There are stories of the negative impacts not only on the survivors but also on their family members, their partners and others in the community. There are also stories of extraordinary determination and resilience. Many of the victims and survivors, with professional help and with the support of others, took significant steps towards recovery. And yet we must accept that the abuse has been occurring in every generation. The risk to children, unfortunately, remains today. Institutions evolve, but it's a mistake to assume that the abuse in institutions will not occur again. Yet that is what this royal commission was all about: uncovering what had gone on and putting in place the measures to hopefully ensure that this never occurs again in our society.

It's now up to us, to those here in this parliament. It's no longer just about survivors, victims and their advocates telling their stories; it's up to us now to take action.

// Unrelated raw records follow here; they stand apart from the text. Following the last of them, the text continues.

//! Safe access layer between repositories and the database driver.
//!
//! Two jobs: malformed identifiers fail fast before any query is issued, and
//! driver errors are classified into a small, stable taxonomy so callers
//! never see a raw provider error shape.

use uuid::Uuid;

/// The closed set of tables this service touches.
///
/// Repositories name tables through this enum so a typo is a compile error,
/// not a runtime `Column` failure.
#[derive(Debug, Clone, Copy, PartialEq, Eq)]
pub enum Table {
    Users,
    UserSessions,
    Profiles,
    Projects,
    Gallery,
    Reviews,
    Meetings,
    MeetingRegistrations,
    ContactMessages,
    Notifications,
}

impl Table {
    pub const ALL: &'static [Table] = &[
        Table::Users,
        Table::UserSessions,
        Table::Profiles,
        Table::Projects,
        Table::Gallery,
        Table::Reviews,
        Table::Meetings,
        Table::MeetingRegistrations,
        Table::ContactMessages,
        Table::Notifications,
    ];

    pub fn as_str(&self) -> &'static str {
        match self {
            Table::Users => "users",
            Table::UserSessions => "user_sessions",
            Table::Profiles => "profiles",
            Table::Projects => "projects",
            Table::Gallery => "gallery",
            Table::Reviews => "reviews",
            Table::Meetings => "meetings",
            Table::MeetingRegistrations => "meeting_registrations",
            Table::ContactMessages => "contact_messages",
            Table::Notifications => "notifications",
        }
    }
}

/// Classified store failure. Every database error surfaces as exactly one of
/// these; nothing is silently swallowed.
#[derive(Debug, thiserror::Error)]
pub enum StoreError {
    /// A field with an identifier-shaped name held a malformed value.
    /// Raised before any query is issued.
    #[error("Invalid identifier in field '{field}'")]
    Validation { field: String },

    /// A by-id lookup matched zero rows.
    #[error("No matching row")]
    NotFound,

    /// The query referenced a column or table the live schema does not have.
    #[error("Schema mismatch: {0}")]
    Column(String),

    /// A row decoded into an unexpected shape.
    #[error("Row format mismatch: {0}")]
    Format(String),

    /// Network or connection-level failure talking to the database.
    #[error("Transport failure: {0}")]
    Transport(String),

    /// Anything not classified above. Always logged with context at the
    /// point of classification.
    #[error("Unclassified store error: {0}")]
    Unknown(String),
}

pub type StoreResult<T> = Result<T, StoreError>;

/// PostgreSQL error code for "undefined column".
const PG_UNDEFINED_COLUMN: &str = "42703";
/// PostgreSQL error code for "undefined table".
const PG_UNDEFINED_TABLE: &str = "42P01";

/// Classify a driver error into a [`StoreError`].
///
/// - `RowNotFound` maps to [`StoreError::NotFound`].
/// - Undefined column/table codes map to [`StoreError::Column`].
/// - Decode failures map to [`StoreError::Format`].
/// - Connection/IO/TLS/pool failures map to [`StoreError::Transport`].
/// - Everything else maps to [`StoreError::Unknown`] and is logged.
pub fn classify(err: sqlx::Error) -> StoreError {
    match err {
        sqlx::Error::RowNotFound => StoreError::NotFound,
        sqlx::Error::Database(db_err) => {
            let code = db_err.code().map(|c| c.into_owned());
            match code.as_deref() {
                Some(PG_UNDEFINED_COLUMN) | Some(PG_UNDEFINED_TABLE) => {
                    StoreError::Column(db_err.message().to_string())
                }
                _ => {
                    tracing::error!(error = %db_err, code = ?code, "Unclassified database error");
                    StoreError::Unknown(db_err.message().to_string())
                }
            }
        }
        sqlx::Error::ColumnNotFound(name) => StoreError::Column(name),
        sqlx::Error::ColumnDecode { index, source } => {
            StoreError::Format(format!("column {index}: {source}"))
        }
        sqlx::Error::Decode(source) => StoreError::Format(source.to_string()),
        sqlx::Error::TypeNotFound { type_name } => StoreError::Format(type_name),
        sqlx::Error::Io(e) => StoreError::Transport(e.to_string()),
        sqlx::Error::Tls(e) => StoreError::Transport(e.to_string()),
        sqlx::Error::Protocol(msg) => StoreError::Transport(msg),
        sqlx::Error::PoolTimedOut => StoreError::Transport("connection pool timed out".into()),
        sqlx::Error::PoolClosed => StoreError::Transport("connection pool closed".into()),
        other => {
            tracing::error!(error = %other, "Unclassified store error");
            StoreError::Unknown(other.to_string())
        }
    }
}

/// Build a case-insensitive substring pattern for `ILIKE`, escaping the
/// wildcard characters so user input is matched literally.
pub fn contains_pattern(term: &str) -> String {
    let escaped = term
        .replace('\\', "\\\\")
        .replace('%', "\\%")
        .replace('_', "\\_");
    format!("%{escaped}%")
}

/// Validate every identifier-shaped field of a payload before it is sent.
///
/// Any key whose name contains `id` must hold a well-formed UUID string (or
/// null). Fails with [`StoreError::Validation`] naming the offending field,
/// without touching the database.
pub fn guard_id_fields(payload: &serde_json::Value) -> StoreResult<()> {
    let serde_json::Value::Object(map) = payload else {
        return Ok(());
    };

    for (key, value) in map {
        if !key.to_ascii_lowercase().contains("id") {
            continue;
        }
        match value {
            serde_json::Value::Null => {}
            serde_json::Value::String(s) if Uuid::parse_str(s).is_ok() => {}
            _ => {
                return Err(StoreError::Validation { field: key.clone() });
            }
        }
    }
    Ok(())
}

On behalf of the community that I represent, I sincerely thank all of those survivors of child sexual abuse who told their story before the royal commission and in public. To all of those who couldn't bring themselves to tell their story, we thank you as well for your bravery. I specifically thank the references group, who did a wonderful job on behalf of those victims to act as advocates for the establishment of the royal commission, championing the recommendations and advising government about the apology that occurred on Monday. You deserve our praise and the compliments of all Australians. I thank former Prime Minister Julia Gillard for her bravery, her foresight and her courage in establishing this royal commission.

We've heard a lot over the last couple of days from parliamentarians about the apology and the words that go with it, but it's now time for action. This parliament now has a moral duty on behalf of those victims, and with future parliaments in mind, not to second guess the royal commission but to get on with implementing the recommendations, to get on with providing justice to those victims and ensuring that we put in place measures so that these actions are never again perpetrated on children in our community. This is a road that we must take. It's time for action on the royal commission's recommendations.